François Bayrou |
Lors d’un entretien sur la chaine LCI, François Bayrou s’est
à nouveau félicité du changement de cap qu’il affirme que le pouvoir en place a
pris et qui ressemble étrangement à son propre projet de société.
Il en a profité une nouvelle fois pour critiquer la gouvernance
du pays pendant «un an et demi», estimant que les Français ne se retrouvaient pas
alors dans leur vote de la présidentielle.
En disant cela, il critique toute la période cruciale des réformes
entreprises par Emmanuel Macron et qui devait, dans les propos même du chef de l’Etat,
être la phase un de son quinquennat…
L’avenir dira si le président du MoDem a pris ses désirs
pour des réalités ou s’il a été un des artisans d’une possible nouvelle donne qui
semble se dessiner au sein de la majorité présidentielle.
Son message réactualisé est désormais le remplacement de «la
société du plus fort par la société du plus juste» qui est effectivement un des
objectifs du Centrisme.
Et, pour y parvenir, il veut «changer et imposer une
nouvelle gouvernance», «imposer un nouveau rapport de force entre le pouvoir et
le pays», c'est-à-dire, d’une certaine manière «désétatiser» la France.
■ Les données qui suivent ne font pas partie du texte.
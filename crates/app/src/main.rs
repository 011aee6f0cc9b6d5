use std::path::{Path, PathBuf};

use beatcut_core::{
    compile_all, CutStrategyKind, EditList, HeadlessSurface, OutputConfig, PreviewSurface,
};
use clap::{Args, Parser, Subcommand};
use tracing_subscriber::EnvFilter;

mod terminal;

use terminal::TerminalSurface;

fn main() -> beatcut_core::Result<()> {
    init_tracing();

    let cli = Cli::parse();

    match cli.command {
        Commands::Compile { settings, overrides, output } => {
            run_compile(&settings, &overrides, output.as_deref())
        }
        Commands::Validate { settings } => run_validate(&settings),
        Commands::Strategies => {
            for kind in CutStrategyKind::ALL {
                println!("{kind}");
            }
            Ok(())
        }
    }
}

fn run_compile(
    settings: &Path,
    overrides: &Overrides,
    output: Option<&Path>,
) -> beatcut_core::Result<()> {
    let mut config = OutputConfig::from_path(settings)?;
    overrides.apply(&mut config);

    let seed = config.seed.unwrap_or_else(rand::random);
    tracing::info!(?settings, seed, "compiling");

    // prompts from parallel rounds would interleave on one terminal
    let interactive = config.threads == 1 && config.versions > 1;
    let plans = compile_all(&config, seed, |_, _| -> Box<dyn PreviewSurface> {
        if interactive {
            Box::new(TerminalSurface)
        } else {
            Box::new(HeadlessSurface)
        }
    })?;

    let list = EditList::build(&config, &plans);
    match output {
        Some(path) => list.write_to(path),
        None => {
            println!("{}", list.to_json()?);
            Ok(())
        }
    }
}

fn run_validate(settings: &Path) -> beatcut_core::Result<()> {
    let config = OutputConfig::from_path(settings)?;
    config.validate()?;
    tracing::info!(
        ?settings,
        rounds = config.rounds.len(),
        "settings are valid"
    );
    Ok(())
}

fn init_tracing() {
    let _ = tracing_subscriber::fmt()
        .with_writer(std::io::stderr)
        .with_env_filter(
            EnvFilter::try_from_default_env().unwrap_or_else(|_| EnvFilter::new("info")),
        )
        .try_init();
}

#[derive(Parser, Debug)]
#[command(author, version, about = "Beat-synchronised video compilation cutter", long_about = None)]
struct Cli {
    #[command(subcommand)]
    command: Commands,
}

#[derive(Subcommand, Debug)]
enum Commands {
    /// Cut every round of a settings file and emit the edit list.
    Compile {
        /// Path to the JSON settings file.
        settings: PathBuf,
        #[command(flatten)]
        overrides: Overrides,
        /// Where to write the edit list; printed to stdout when omitted.
        #[arg(short, long)]
        output: Option<PathBuf>,
    },
    /// Load and validate a settings file without cutting anything.
    Validate {
        /// Path to the JSON settings file.
        settings: PathBuf,
    },
    /// List the available cutting strategies.
    Strategies,
}

/// Command line values that take precedence over the settings file.
#[derive(Args, Debug, Default)]
struct Overrides {
    /// Seed for reproducible cuts.
    #[arg(long)]
    seed: Option<u64>,
    /// Number of rounds compiled in parallel.
    #[arg(short, long)]
    threads: Option<usize>,
    /// Candidate versions offered per cut.
    #[arg(short, long)]
    versions: Option<usize>,
    /// Wrap the rounds with title, transitions and credits.
    #[arg(short, long)]
    assemble: bool,
}

impl Overrides {
    fn apply(&self, config: &mut OutputConfig) {
        if self.seed.is_some() {
            config.seed = self.seed;
        }
        if let Some(threads) = self.threads {
            config.threads = threads;
        }
        if let Some(versions) = self.versions {
            config.versions = versions;
        }
        config.assemble |= self.assemble;
    }
}
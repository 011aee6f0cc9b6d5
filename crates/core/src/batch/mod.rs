//! Compiles every round of an output on a bounded worker pool.

use rayon::prelude::*;

use crate::{
    compile::{compile_round_seeded, CompileOptions, RoundPlan},
    config::{OutputConfig, RoundConfig},
    preview::PreviewSurface,
    CutError, Result,
};

/// Derives the generator seed for one round so that rounds stay reproducible
/// no matter which worker picks them up.
pub fn round_seed(seed: u64, index: usize) -> u64 {
    // splitmix64 finaliser
    let mut z = seed.wrapping_add((index as u64 + 1).wrapping_mul(0x9e37_79b9_7f4a_7c15));
    z = (z ^ (z >> 30)).wrapping_mul(0xbf58_476d_1ce4_e5b9);
    z = (z ^ (z >> 27)).wrapping_mul(0x94d0_49bb_1331_11eb);
    z ^ (z >> 31)
}

/// Validates the whole output, then compiles its rounds in parallel.
///
/// `surface_for` hands each round its own preview surface. Plans come back in
/// round order; the first failing round aborts the batch.
pub fn compile_all<F>(output: &OutputConfig, seed: u64, surface_for: F) -> Result<Vec<RoundPlan>>
where
    F: Fn(usize, &RoundConfig) -> Box<dyn PreviewSurface> + Sync,
{
    output.validate()?;
    let options = CompileOptions::from(output);

    let pool = rayon::ThreadPoolBuilder::new()
        .num_threads(output.threads)
        .thread_name(|index| format!("beatcut-worker-{index}"))
        .build()
        .map_err(|err| CutError::WorkerPool(err.to_string()))?;

    tracing::info!(
        output = output.display_name(),
        rounds = output.rounds.len(),
        threads = output.threads,
        seed,
        "compiling output"
    );

    pool.install(|| {
        output
            .rounds
            .par_iter()
            .enumerate()
            .map(|(index, round)| {
                let mut surface = surface_for(index, round);
                compile_round_seeded(round, options, surface.as_mut(), round_seed(seed, index))
            })
            .collect::<Result<Vec<_>>>()
    })
}

#[cfg(test)]
mod tests {
    use super::*;
    use crate::{config::SourceSpec, preview::HeadlessSurface};

    fn output(threads: usize) -> OutputConfig {
        let rounds = (0..4)
            .map(|i| {
                RoundConfig::new(
                    format!("round {i}"),
                    30.0 + i as f64,
                    vec![SourceSpec::new("a.mp4", 300.0), SourceSpec::new("b.mp4", 90.0)],
                )
            })
            .collect();
        OutputConfig {
            threads,
            rounds,
            ..Default::default()
        }
    }

    fn headless(_: usize, _: &RoundConfig) -> Box<dyn PreviewSurface> {
        Box::new(HeadlessSurface)
    }

    #[test]
    fn plans_come_back_in_round_order() {
        let plans = compile_all(&output(3), 9, headless).unwrap();

        let names: Vec<_> = plans.iter().map(|plan| plan.name.as_str()).collect();
        assert_eq!(names, ["round 0", "round 1", "round 2", "round 3"]);
        for (i, plan) in plans.iter().enumerate() {
            assert!((plan.total_length() - (30.0 + i as f64)).abs() < 1e-9);
        }
    }

    #[test]
    fn thread_count_does_not_change_the_result() {
        let single = compile_all(&output(1), 42, headless).unwrap();
        let parallel = compile_all(&output(4), 42, headless).unwrap();

        for (a, b) in single.iter().zip(&parallel) {
            assert_eq!(a.timeline, b.timeline);
        }
    }

    #[test]
    fn invalid_output_fails_before_compiling() {
        let mut bad = output(2);
        bad.rounds[2].speed = 9;

        let err = compile_all(&bad, 0, |_, _| -> Box<dyn PreviewSurface> {
            panic!("no round should be compiled")
        })
        .unwrap_err();
        assert_eq!(err.field(), Some("speed"));
    }

    #[test]
    fn round_seeds_differ() {
        assert_ne!(round_seed(1, 0), round_seed(1, 1));
        assert_ne!(round_seed(1, 0), round_seed(2, 0));
    }
}
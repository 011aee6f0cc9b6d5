/// Result alias that carries the custom [`CutError`] type.
pub type Result<T> = std::result::Result<T, CutError>;

/// Common error type for the core crate.
///
/// Only configuration problems are surfaced as errors. Running short of source
/// material or losing the preview surface are handled where they happen and
/// only show up in the logs.
#[derive(Debug, thiserror::Error)]
pub enum CutError {
    /// A configuration value failed validation. `field` names the offending
    /// setting so callers can point the user at it.
    #[error("invalid value for `{field}`: {reason}")]
    InvalidConfig { field: String, reason: String },
    /// The worker pool used for parallel round compilation could not be built.
    #[error("failed to start round workers: {0}")]
    WorkerPool(String),
    #[error("{0}")]
    Message(String),
    /// Wrapper around standard IO errors.
    #[error("{0}")]
    Io(#[from] std::io::Error),
    #[error("malformed json: {0}")]
    Json(#[from] serde_json::Error),
}

impl CutError {
    /// Creates a new error that simply wraps the provided message.
    pub fn msg<T: Into<String>>(msg: T) -> Self {
        Self::Message(msg.into())
    }

    /// Creates a configuration error for `field`.
    pub fn invalid<F: Into<String>, R: Into<String>>(field: F, reason: R) -> Self {
        Self::InvalidConfig {
            field: field.into(),
            reason: reason.into(),
        }
    }

    /// Returns the offending field for configuration errors.
    pub fn field(&self) -> Option<&str> {
        match self {
            Self::InvalidConfig { field, .. } => Some(field),
            _ => None,
        }
    }
}

impl From<&str> for CutError {
    fn from(value: &str) -> Self {
        Self::msg(value)
    }
}

impl From<String> for CutError {
    fn from(value: String) -> Self {
        Self::Message(value)
    }
}

#[cfg(test)]
mod tests {
    use super::*;

    #[test]
    fn invalid_config_names_the_field() {
        let err = CutError::invalid("bpm", "must be positive");
        assert_eq!(err.field(), Some("bpm"));
        assert!(format!("{err}").contains("`bpm`"));
    }

    #[test]
    fn plain_messages_have_no_field() {
        let err: CutError = "boom".into();
        assert!(err.field().is_none());
        assert_eq!(format!("{err}"), "boom");
    }
}
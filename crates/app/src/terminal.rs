use std::io::{self, BufRead, IsTerminal, Write};

use beatcut_core::{Candidate, PreviewChoice, PreviewSurface};

/// Lists candidate versions on stderr and reads a one-based choice from stdin.
///
/// Empty input, `q`, end of input or a stdin that is not a terminal all count
/// as the surface being unavailable.
#[derive(Debug, Default)]
pub struct TerminalSurface;

impl TerminalSurface {
    fn prompt(candidates: &[Candidate]) -> io::Result<()> {
        let mut err = io::stderr().lock();
        writeln!(err)?;
        for candidate in candidates {
            writeln!(
                err,
                "  [{}] {} {:.2}s - {:.2}s",
                candidate.version + 1,
                candidate.source.display(),
                candidate.start,
                candidate.end
            )?;
        }
        write!(err, "version (1-{}, q to stop asking): ", candidates.len())?;
        err.flush()
    }
}

impl PreviewSurface for TerminalSurface {
    fn offer(&mut self, candidates: &[Candidate]) -> PreviewChoice {
        let stdin = io::stdin();
        if !stdin.is_terminal() {
            return PreviewChoice::Unavailable;
        }
        if let Err(err) = Self::prompt(candidates) {
            tracing::warn!(%err, "cannot show preview prompt");
            return PreviewChoice::Unavailable;
        }

        let mut line = String::new();
        match stdin.lock().read_line(&mut line) {
            Ok(0) | Err(_) => PreviewChoice::Unavailable,
            Ok(_) => parse_choice(&line),
        }
    }
}

fn parse_choice(line: &str) -> PreviewChoice {
    let line = line.trim();
    if line.is_empty() || line.eq_ignore_ascii_case("q") {
        return PreviewChoice::Unavailable;
    }
    match line.parse::<usize>() {
        // 0 maps past the end so the selector offers again
        Ok(choice) => PreviewChoice::Chosen(choice.checked_sub(1).unwrap_or(usize::MAX)),
        Err(_) => PreviewChoice::Chosen(usize::MAX),
    }
}
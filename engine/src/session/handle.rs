use super::Session;
use sdk::{SessionError, SessionState, Turn};
use std::sync::Arc;
use std::time::Duration;
use tokio::sync::{Mutex, MutexGuard};
use tokio::time::{error::Elapsed, timeout};

/// Shared, serialized access to one [`Session`]
///
/// Cloning a handle is cheap. Operations on the same session queue behind
/// one lock, and each operation is bounded by the dispatch timeout. A timed
/// out operation leaves the session `Failed`, since the endpoint may still
/// be producing output.
#[derive(Debug, Clone)]
pub struct SessionHandle {
    tag: String,
    inner: Arc<Mutex<Session>>,
    dispatch_timeout: Duration,
}

impl SessionHandle {
    pub fn new(session: Session, dispatch_timeout: Duration) -> Self {
        Self {
            tag: session.tag().to_string(),
            inner: Arc::new(Mutex::new(session)),
            dispatch_timeout,
        }
    }

    pub fn tag(&self) -> &str {
        &self.tag
    }

    pub fn dispatch_timeout(&self) -> Duration {
        self.dispatch_timeout
    }

    /// Exclusive access to the session, waiting for any running operation
    pub async fn lock(&self) -> MutexGuard<'_, Session> {
        self.inner.lock().await
    }

    pub async fn state(&self) -> SessionState {
        self.inner.lock().await.state()
    }

    pub async fn history(&self) -> Vec<Turn> {
        self.inner.lock().await.history().to_vec()
    }

    pub async fn send(&self, prompt: &str) -> Result<String, SessionError> {
        let mut session = self.inner.lock().await;
        let outcome = timeout(self.dispatch_timeout, session.send(prompt)).await;
        self.settle(&mut session, outcome)
    }

    pub async fn regenerate(&self) -> Result<String, SessionError> {
        let mut session = self.inner.lock().await;
        let outcome = timeout(self.dispatch_timeout, session.regenerate()).await;
        self.settle(&mut session, outcome)
    }

    pub async fn reset(&self) -> Result<bool, SessionError> {
        let mut session = self.inner.lock().await;
        let outcome = timeout(self.dispatch_timeout, session.reset()).await;
        self.settle(&mut session, outcome)
    }

    pub async fn close(&self) -> Result<(), SessionError> {
        let mut session = self.inner.lock().await;
        let outcome = timeout(self.dispatch_timeout, session.close()).await;
        self.settle(&mut session, outcome)
    }

    fn settle<T>(
        &self,
        session: &mut Session,
        outcome: Result<Result<T, SessionError>, Elapsed>,
    ) -> Result<T, SessionError> {
        match outcome {
            Ok(result) => result,
            Err(_) => {
                tracing::error!("{} did not finish within {:?}", self.tag, self.dispatch_timeout);
                session.mark_failed();
                Err(SessionError::TimedOut(self.dispatch_timeout))
            }
        }
    }
}
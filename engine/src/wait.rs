//! Poll-until primitive
//!
//! [`RetryWaiter`] repeatedly evaluates an async predicate, sleeping a fixed
//! interval between evaluations, until the predicate holds or the timeout
//! elapses. It has no side effects of its own. Whether a timeout is an error
//! is the caller's decision; `fail_ok` only picks the log level.

use std::future::Future;
use std::time::Duration;
use tokio::time::{sleep, Instant};

/// Smallest interval allowed between two predicate calls
const MIN_POLL_INTERVAL: Duration = Duration::from_millis(1);

/// Bounded polling loop
#[derive(Debug, Clone, Copy, PartialEq, Eq)]
pub struct RetryWaiter {
    timeout: Duration,
    poll_interval: Duration,
}

impl RetryWaiter {
    /// Create a waiter. A zero `poll_interval` is raised to 1 ms so the loop
    /// always yields between polls.
    pub fn new(timeout: Duration, poll_interval: Duration) -> Self {
        Self {
            timeout,
            poll_interval: poll_interval.max(MIN_POLL_INTERVAL),
        }
    }

    pub fn timeout(&self) -> Duration {
        self.timeout
    }

    pub fn poll_interval(&self) -> Duration {
        self.poll_interval
    }

    /// Wait until `predicate` returns true
    ///
    /// The predicate is called immediately, then once per poll interval,
    /// with a final call at or after the deadline. Returns whether it held.
    pub async fn wait_until<F, Fut>(&self, mut predicate: F, fail_ok: bool) -> bool
    where
        F: FnMut() -> Fut,
        Fut: Future<Output = bool>,
    {
        let deadline = self.deadline();
        loop {
            if predicate().await {
                return true;
            }
            if deadline.is_some_and(|d| Instant::now() >= d) {
                self.report_timeout(fail_ok);
                return false;
            }
            sleep(self.poll_interval).await;
        }
    }

    /// Wait until `predicate` returns false
    pub async fn wait_while<F, Fut>(&self, mut predicate: F, fail_ok: bool) -> bool
    where
        F: FnMut() -> Fut,
        Fut: Future<Output = bool>,
    {
        self.wait_until(
            move || {
                let fut = predicate();
                async move { !fut.await }
            },
            fail_ok,
        )
        .await
    }

    /// Like [`wait_until`](Self::wait_until) but with a fallible predicate
    ///
    /// The first error aborts the wait and is returned as is.
    pub async fn try_wait_until<F, Fut, E>(&self, mut predicate: F, fail_ok: bool) -> Result<bool, E>
    where
        F: FnMut() -> Fut,
        Fut: Future<Output = Result<bool, E>>,
    {
        let found = self
            .poll_for(
                move || {
                    let fut = predicate();
                    async move { fut.await.map(|ok| ok.then_some(())) }
                },
                fail_ok,
            )
            .await?;
        Ok(found.is_some())
    }

    /// Poll `probe` until it yields a value
    ///
    /// Same cadence as [`wait_until`](Self::wait_until). Returns `Ok(None)`
    /// on timeout and stops at the first error.
    pub async fn poll_for<T, F, Fut, E>(&self, mut probe: F, fail_ok: bool) -> Result<Option<T>, E>
    where
        F: FnMut() -> Fut,
        Fut: Future<Output = Result<Option<T>, E>>,
    {
        let deadline = self.deadline();
        loop {
            if let Some(value) = probe().await? {
                return Ok(Some(value));
            }
            if deadline.is_some_and(|d| Instant::now() >= d) {
                self.report_timeout(fail_ok);
                return Ok(None);
            }
            sleep(self.poll_interval).await;
        }
    }

    /// `None` when the timeout is too large to ever elapse
    fn deadline(&self) -> Option<Instant> {
        Instant::now().checked_add(self.timeout)
    }

    fn report_timeout(&self, fail_ok: bool) {
        if fail_ok {
            tracing::debug!("Condition not met within {:?}", self.timeout);
        } else {
            tracing::warn!("Condition not met within {:?}", self.timeout);
        }
    }
}

impl Default for RetryWaiter {
    fn default() -> Self {
        Self::new(Duration::from_secs(10), Duration::from_millis(500))
    }
}
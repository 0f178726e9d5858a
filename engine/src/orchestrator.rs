//! Swarm operations
//!
//! The [`Orchestrator`] fans prompts out to sessions of a
//! [`SessionRegistry`] and collects one result per addressed tag. A failed
//! session never fails the whole operation: its error is a value in the
//! result map.

use crate::config::SwarmConfig;
use crate::registry::SessionRegistry;
use crate::session::SessionHandle;
use crate::transcript::{default_file_name, Transcript};
use futures::future::join_all;
use regex::Regex;
use sdk::{SessionError, SwarmError};
use std::collections::{BTreeMap, BTreeSet};
use std::path::{Path, PathBuf};
use std::sync::{Arc, Mutex, OnceLock, PoisonError};

/// Per-tag outcome of a multi-session operation
pub type Responses = BTreeMap<String, Result<String, SessionError>>;

/// Input of [`Orchestrator::aggregate`]
#[derive(Debug, Clone, Default, PartialEq, Eq)]
pub struct AggregationRequest {
    /// Sessions that receive the aggregation prompt
    pub target_tags: BTreeSet<String>,
    /// Instruction placed before the rendered options
    pub prompt: String,
    /// Answers to aggregate, rendered in tag order
    pub source_responses: BTreeMap<String, String>,
}

impl AggregationRequest {
    pub fn new<I, S>(targets: I, prompt: impl Into<String>, source_responses: BTreeMap<String, String>) -> Self
    where
        I: IntoIterator<Item = S>,
        S: Into<String>,
    {
        Self {
            target_tags: targets.into_iter().map(Into::into).collect(),
            prompt: prompt.into(),
            source_responses,
        }
    }

    /// The exact text sent to every target
    pub fn render_prompt(&self) -> String {
        format!(
            "{}\nHere are the options:\n{}",
            self.prompt,
            render_options(&self.source_responses)
        )
    }
}

/// Options of [`Orchestrator::broadcast_and_aggregate`]
#[derive(Debug, Clone, Copy, PartialEq, Eq)]
pub struct AggregateOptions {
    /// Aggregators only take part in the aggregation step
    pub exclude_aggregators: bool,
    /// Reset aggregators before sending them the options
    pub reset_before: bool,
}

impl Default for AggregateOptions {
    fn default() -> Self {
        Self {
            exclude_aggregators: true,
            reset_before: true,
        }
    }
}

static UNSUPPORTED_INPUT: OnceLock<Regex> = OnceLock::new();

/// Emoji and control characters other than newline
fn unsupported_input() -> &'static Regex {
    UNSUPPORTED_INPUT.get_or_init(|| {
        Regex::new(
            r"[\p{Extended_Pictographic}\p{Emoji_Modifier}\x{FE0F}\x{200D}\x{20E3}\x{1F1E6}-\x{1F1FF}]|[\p{Cc}&&[^\n]]",
        )
        .expect("Invalid input filter pattern")
    })
}

/// Strip characters chat inputs reject or mangle
pub fn sanitize_for_input(text: &str) -> String {
    unsupported_input().replace_all(text, "").into_owned()
}

/// Number answers from 0 in tag order, one `"{index}: {answer}"` per line
pub fn render_options(responses: &BTreeMap<String, String>) -> String {
    let rendered = responses
        .values()
        .enumerate()
        .map(|(index, response)| format!("{}: {}", index, response))
        .collect::<Vec<_>>()
        .join(" \n");
    sanitize_for_input(&rendered)
}

/// Keep the successful answers of a multi-session result
pub fn successful(responses: &Responses) -> BTreeMap<String, String> {
    responses
        .iter()
        .filter_map(|(tag, result)| result.as_ref().ok().map(|r| (tag.clone(), r.clone())))
        .collect()
}

/// Multi-session operations over one registry
#[derive(Debug)]
pub struct Orchestrator {
    registry: Arc<SessionRegistry>,
    transcript: Option<Mutex<Transcript>>,
    save_path: PathBuf,
}

impl Orchestrator {
    /// Orchestrator without a swarm transcript
    pub fn new(registry: Arc<SessionRegistry>) -> Self {
        Self {
            registry,
            transcript: None,
            save_path: default_file_name(None),
        }
    }

    /// Record every prompt and answer, saved on teardown
    pub fn with_transcript(mut self, save_path: Option<PathBuf>) -> Self {
        self.transcript = Some(Mutex::new(Transcript::new()));
        if let Some(path) = save_path {
            self.save_path = path;
        }
        self
    }

    pub fn from_config(registry: Arc<SessionRegistry>, config: &SwarmConfig) -> Self {
        let orchestrator = Self::new(registry);
        if config.auto_save {
            orchestrator.with_transcript(config.save_path.clone())
        } else {
            orchestrator
        }
    }

    pub fn registry(&self) -> &Arc<SessionRegistry> {
        &self.registry
    }

    pub fn save_path(&self) -> &Path {
        &self.save_path
    }

    /// Snapshot of the swarm transcript, if one is kept
    pub fn transcript(&self) -> Option<Transcript> {
        self.transcript
            .as_ref()
            .map(|t| t.lock().unwrap_or_else(PoisonError::into_inner).clone())
    }

    /// Send one prompt to one session
    pub async fn interact(&self, tag: &str, prompt: &str) -> Result<String, SessionError> {
        let session = self
            .registry
            .get(tag)
            .ok_or_else(|| SessionError::UnknownTag(tag.to_string()))?;

        self.record("user", prompt);
        let response = session.send(prompt).await?;
        self.record(tag, &response);
        Ok(response)
    }

    /// Send `prompt` to every session not in `exclude`, concurrently
    pub async fn broadcast(&self, prompt: &str, exclude: &[&str]) -> Responses {
        let targets: Vec<String> = self
            .registry
            .tags()
            .filter(|tag| !exclude.contains(tag))
            .map(str::to_string)
            .collect();

        tracing::info!("Broadcasting to {}", targets.join(", "));
        self.record("user", prompt);
        self.dispatch(targets, prompt).await
    }

    /// Feed answers to the target sessions and collect their verdicts
    ///
    /// Targets that are not in the registry get [`SessionError::UnknownTag`].
    pub async fn aggregate(&self, request: &AggregationRequest, reset_before: bool) -> Responses {
        let targets: Vec<String> = request.target_tags.iter().cloned().collect();

        if reset_before {
            let refs: Vec<&str> = targets.iter().map(String::as_str).collect();
            let status = self.reset_many(Some(&refs)).await;
            for (tag, ok) in &status {
                if !ok {
                    tracing::warn!("{} could not reset before aggregation", tag);
                }
            }
        }

        let prompt = request.render_prompt();
        tracing::info!("Aggregating {} answer(s) on {}", request.source_responses.len(), targets.join(", "));
        self.record("user", &prompt);
        self.dispatch(targets, &prompt).await
    }

    /// Broadcast, then aggregate the successful answers on `aggregators`
    ///
    /// Returns the broadcast results and the aggregation results.
    pub async fn broadcast_and_aggregate(
        &self,
        prompt: &str,
        aggregators: &[&str],
        agg_prompt: &str,
        options: AggregateOptions,
    ) -> (Responses, Responses) {
        let exclude: &[&str] = if options.exclude_aggregators { aggregators } else { &[] };
        let responses = self.broadcast(prompt, exclude).await;

        let request = AggregationRequest::new(aggregators.iter().copied(), agg_prompt, successful(&responses));
        let verdicts = self.aggregate(&request, options.reset_before).await;
        (responses, verdicts)
    }

    /// Every session answers, then every session votes on all answers
    pub async fn broadcast_and_vote(&self, prompt: &str, voting_prompt: &str) -> (Responses, Responses) {
        let everyone: Vec<String> = self.registry.tags().map(str::to_string).collect();
        let everyone: Vec<&str> = everyone.iter().map(String::as_str).collect();
        self.broadcast_and_aggregate(
            prompt,
            &everyone,
            voting_prompt,
            AggregateOptions {
                exclude_aggregators: false,
                reset_before: true,
            },
        )
        .await
    }

    /// Reset the given sessions, or all of them, concurrently
    ///
    /// Errors and unknown tags map to `false`.
    pub async fn reset_many(&self, tags: Option<&[&str]>) -> BTreeMap<String, bool> {
        let targets: Vec<String> = match tags {
            Some(tags) => tags.iter().map(|t| t.to_string()).collect(),
            None => self.registry.tags().map(str::to_string).collect(),
        };

        let tasks = targets.iter().map(|tag| {
            let session = self.registry.get(tag).cloned();
            async move {
                let Some(session) = session else {
                    tracing::warn!("Cannot reset unknown session {}", tag);
                    return false;
                };
                match session.reset().await {
                    Ok(done) => done,
                    Err(e) => {
                        tracing::warn!("Reset of {} failed: {}", tag, e);
                        false
                    }
                }
            }
        });
        let status = join_all(tasks).await;
        targets.into_iter().zip(status).collect()
    }

    /// Write the swarm transcript to `path`, or to the configured save path
    pub fn save_transcript(&self, path: Option<&Path>) -> Result<bool, SwarmError> {
        let Some(transcript) = self.transcript() else {
            return Ok(false);
        };
        transcript.save(path.unwrap_or(&self.save_path))
    }

    /// Save the transcript when one is kept, then close every session
    pub async fn teardown(&self) -> Vec<String> {
        if let Err(e) = self.save_transcript(None) {
            tracing::error!("Failed to save swarm transcript: {}", e);
        }
        self.registry.teardown().await
    }

    /// Send `prompt` to `targets`, one task per session
    async fn dispatch(&self, targets: Vec<String>, prompt: &str) -> Responses {
        let tasks = targets.iter().map(|tag| {
            let session: Option<SessionHandle> = self.registry.get(tag).cloned();
            let prompt = prompt.to_string();
            async move {
                let Some(session) = session else {
                    return Err(SessionError::UnknownTag(tag.clone()));
                };
                tokio::spawn(async move { session.send(&prompt).await })
                    .await
                    .unwrap_or_else(|e| Err(SessionError::Aborted(e.to_string())))
            }
        });
        let outcomes = join_all(tasks).await;

        let mut responses = Responses::new();
        for (tag, outcome) in targets.into_iter().zip(outcomes) {
            match &outcome {
                Ok(response) => self.record(&tag, response),
                Err(e) => tracing::warn!("{} did not answer: {}", tag, e),
            }
            responses.insert(tag, outcome);
        }
        responses
    }

    fn record(&self, speaker: &str, content: &str) {
        if let Some(transcript) = &self.transcript {
            transcript
                .lock()
                .unwrap_or_else(PoisonError::into_inner)
                .push(speaker, false, content);
        }
    }
}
Il affirme qu’il s’agit du massage des Français lors du
Grand débat alors même que d’autres y ont plutôt entendus une autre musique,
celle, au contraire, de renforcer l’interventionnisme étatique…
Voici les principaux extraits de cette interview:
- Pour vous qui écouterez ce message, ce discours de
politique générale, on dit que c'est l'acte 2 du quinquennat, quelle est la
priorité que vous attendez dans ce discours ?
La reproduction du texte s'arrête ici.